- Your instructions:
Return, from the data below, each line that contains the word "nope".

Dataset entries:

____

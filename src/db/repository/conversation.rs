use std::str::FromStr;

use chrono::{DateTime, Utc};
use rusqlite::{params, Connection};
use uuid::Uuid;

use crate::db::DatabaseError;
use crate::models::enums::*;
use crate::models::*;

pub fn insert_chat_message(conn: &Connection, msg: &ChatMessage) -> Result<(), DatabaseError> {
    conn.execute(
        "INSERT INTO chat_messages (id, session_id, user_id, patient_id, role, content, language, timestamp, model_used, is_ai_live)
         VALUES (?1, ?2, ?3, ?4, ?5, ?6, ?7, ?8, ?9, ?10)",
        params![
            msg.id.to_string(),
            msg.session_id,
            msg.user_id,
            msg.patient_id,
            msg.role.as_str(),
            msg.content,
            msg.language.as_str(),
            format_timestamp(&msg.timestamp),
            msg.model_used,
            msg.is_ai_live.map(|live| live as i32),
        ],
    )?;
    Ok(())
}

/// Append a user turn and its assistant reply atomically, user first.
pub fn insert_turn_pair(
    conn: &Connection,
    user_turn: &ChatMessage,
    assistant_turn: &ChatMessage,
) -> Result<(), DatabaseError> {
    if user_turn.session_id != assistant_turn.session_id {
        return Err(DatabaseError::ConstraintViolation(
            "turn pair spans two sessions".into(),
        ));
    }
    if assistant_turn.timestamp <= user_turn.timestamp {
        return Err(DatabaseError::ConstraintViolation(
            "assistant turn must be later than the user turn".into(),
        ));
    }

    let tx = conn.unchecked_transaction()?;
    insert_chat_message(&tx, user_turn)?;
    insert_chat_message(&tx, assistant_turn)?;
    tx.commit()?;
    Ok(())
}

/// The last `limit` turns of a session, returned oldest-first.
pub fn get_recent_session_messages(
    conn: &Connection,
    session_id: &str,
    limit: usize,
) -> Result<Vec<ChatMessage>, DatabaseError> {
    let mut stmt = conn.prepare(
        "SELECT id, session_id, user_id, patient_id, role, content, language, timestamp, model_used, is_ai_live
         FROM chat_messages WHERE session_id = ?1
         ORDER BY timestamp DESC, rowid DESC LIMIT ?2",
    )?;

    let rows = stmt.query_map(params![session_id, limit as i64], map_row)?;

    let mut messages = Vec::new();
    for row in rows {
        messages.push(message_from_row(row?)?);
    }
    messages.reverse();
    Ok(messages)
}

/// Every turn of a session, oldest-first.
pub fn get_session_messages(
    conn: &Connection,
    session_id: &str,
) -> Result<Vec<ChatMessage>, DatabaseError> {
    let mut stmt = conn.prepare(
        "SELECT id, session_id, user_id, patient_id, role, content, language, timestamp, model_used, is_ai_live
         FROM chat_messages WHERE session_id = ?1
         ORDER BY timestamp ASC, rowid ASC",
    )?;

    let rows = stmt.query_map(params![session_id], map_row)?;

    let mut messages = Vec::new();
    for row in rows {
        messages.push(message_from_row(row?)?);
    }
    Ok(messages)
}

#[cfg(test)]
pub fn count_session_messages(conn: &Connection, session_id: &str) -> Result<i64, DatabaseError> {
    let count = conn.query_row(
        "SELECT COUNT(*) FROM chat_messages WHERE session_id = ?1",
        params![session_id],
        |row| row.get(0),
    )?;
    Ok(count)
}

struct ChatMessageRow {
    id: String,
    session_id: String,
    user_id: Option<String>,
    patient_id: Option<String>,
    role: String,
    content: String,
    language: String,
    timestamp: String,
    model_used: Option<String>,
    is_ai_live: Option<i32>,
}

fn map_row(row: &rusqlite::Row<'_>) -> rusqlite::Result<ChatMessageRow> {
    Ok(ChatMessageRow {
        id: row.get(0)?,
        session_id: row.get(1)?,
        user_id: row.get(2)?,
        patient_id: row.get(3)?,
        role: row.get(4)?,
        content: row.get(5)?,
        language: row.get(6)?,
        timestamp: row.get(7)?,
        model_used: row.get(8)?,
        is_ai_live: row.get(9)?,
    })
}

fn message_from_row(row: ChatMessageRow) -> Result<ChatMessage, DatabaseError> {
    Ok(ChatMessage {
        id: Uuid::parse_str(&row.id)
            .map_err(|e| DatabaseError::ConstraintViolation(e.to_string()))?,
        session_id: row.session_id,
        user_id: row.user_id,
        patient_id: row.patient_id,
        role: MessageRole::from_str(&row.role)?,
        content: row.content,
        language: Language::from_str(&row.language)?,
        timestamp: DateTime::parse_from_rfc3339(&row.timestamp)
            .map(|ts| ts.with_timezone(&Utc))
            .map_err(|e| DatabaseError::ConstraintViolation(e.to_string()))?,
        model_used: row.model_used,
        is_ai_live: row.is_ai_live.map(|live| live != 0),
    })
}

#[cfg(test)]
mod tests {
    use super::*;
    use crate::db::open_memory_database;
    use chrono::TimeZone;

    fn turn(session: &str, role: MessageRole, content: &str, second: u32) -> ChatMessage {
        ChatMessage {
            id: Uuid::new_v4(),
            session_id: session.into(),
            user_id: Some("u1".into()),
            patient_id: None,
            role,
            content: content.into(),
            language: Language::En,
            timestamp: Utc.with_ymd_and_hms(2026, 5, 4, 10, 0, second).unwrap(),
            model_used: None,
            is_ai_live: None,
        }
    }

    #[test]
    fn insert_and_read_back_preserves_fields() {
        let conn = open_memory_database().unwrap();
        let mut msg = turn("s1", MessageRole::Assistant, "Hello", 1);
        msg.model_used = Some(MODEL_FALLBACK.into());
        msg.is_ai_live = Some(false);
        insert_chat_message(&conn, &msg).unwrap();

        let stored = get_session_messages(&conn, "s1").unwrap();
        assert_eq!(stored.len(), 1);
        assert_eq!(stored[0].id, msg.id);
        assert_eq!(stored[0].role, MessageRole::Assistant);
        assert_eq!(stored[0].timestamp, msg.timestamp);
        assert_eq!(stored[0].model_used.as_deref(), Some("fallback"));
        assert_eq!(stored[0].is_ai_live, Some(false));
    }

    #[test]
    fn recent_messages_are_the_latest_in_chronological_order() {
        let conn = open_memory_database().unwrap();
        for i in 0..14u32 {
            let role = if i % 2 == 0 { MessageRole::User } else { MessageRole::Assistant };
            insert_chat_message(&conn, &turn("s1", role, &format!("m{i}"), i)).unwrap();
        }
        insert_chat_message(&conn, &turn("other", MessageRole::User, "x", 30)).unwrap();

        let recent = get_recent_session_messages(&conn, "s1", 10).unwrap();
        let contents: Vec<_> = recent.iter().map(|m| m.content.as_str()).collect();
        assert_eq!(
            contents,
            vec!["m4", "m5", "m6", "m7", "m8", "m9", "m10", "m11", "m12", "m13"]
        );
    }

    #[test]
    fn unknown_session_has_no_messages() {
        let conn = open_memory_database().unwrap();
        assert!(get_recent_session_messages(&conn, "nope", 10).unwrap().is_empty());
        assert_eq!(count_session_messages(&conn, "nope").unwrap(), 0);
    }

    #[test]
    fn turn_pair_is_written_user_first() {
        let conn = open_memory_database().unwrap();
        let user = turn("s1", MessageRole::User, "question", 1);
        let assistant = turn("s1", MessageRole::Assistant, "answer", 2);
        insert_turn_pair(&conn, &user, &assistant).unwrap();

        let stored = get_session_messages(&conn, "s1").unwrap();
        assert_eq!(stored.len(), 2);
        assert_eq!(stored[0].role, MessageRole::User);
        assert_eq!(stored[1].role, MessageRole::Assistant);
    }

    #[test]
    fn turn_pair_rejects_mismatched_sessions() {
        let conn = open_memory_database().unwrap();
        let user = turn("s1", MessageRole::User, "question", 1);
        let assistant = turn("s2", MessageRole::Assistant, "answer", 2);
        assert!(insert_turn_pair(&conn, &user, &assistant).is_err());
        assert_eq!(count_session_messages(&conn, "s1").unwrap(), 0);
    }

    #[test]
    fn turn_pair_is_all_or_nothing() {
        let conn = open_memory_database().unwrap();
        let user = turn("s1", MessageRole::User, "question", 1);
        let mut assistant = turn("s1", MessageRole::Assistant, "answer", 2);
        // Duplicate primary key makes the second insert fail.
        assistant.id = user.id;
        assert!(insert_turn_pair(&conn, &user, &assistant).is_err());
        assert_eq!(count_session_messages(&conn, "s1").unwrap(), 0);
    }
}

____

- Completed exercise:
        assert!(get_recent_session_messages(&conn, "nope", 10).unwrap().is_empty());
        assert_eq!(count_session_messages(&conn, "nope").unwrap(), 0);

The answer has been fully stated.